::: Information provided
//! gallery-rank crate
//!
//! This crate is an implementation detail of the `gallery-rank` tool. This crate's API is fluid and may change
//! without warning and in a semver-incompatible way.

/// Result type alias using `ohno::AppError` as the default error type.
pub type Result<T, E = ohno::AppError> = core::result::Result<T, E>;

#[doc(hidden)]
pub mod catalog;

#[doc(hidden)]
pub mod enrich;

#[doc(hidden)]
pub mod misc;

#[doc(hidden)]
pub mod ranking;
::::::
- Task description
Please write out the lines that run from the one with "a semver-incompatible way." to the end of the records, both included, exactly as they appear.

- Reply to the task
//! without warning and in a semver-incompatible way.

/// Result type alias using `ohno::AppError` as the default error type.
pub type Result<T, E = ohno::AppError> = core::result::Result<T, E>;

#[doc(hidden)]
pub mod catalog;

#[doc(hidden)]
pub mod enrich;

#[doc(hidden)]
pub mod misc;

#[doc(hidden)]
pub mod ranking;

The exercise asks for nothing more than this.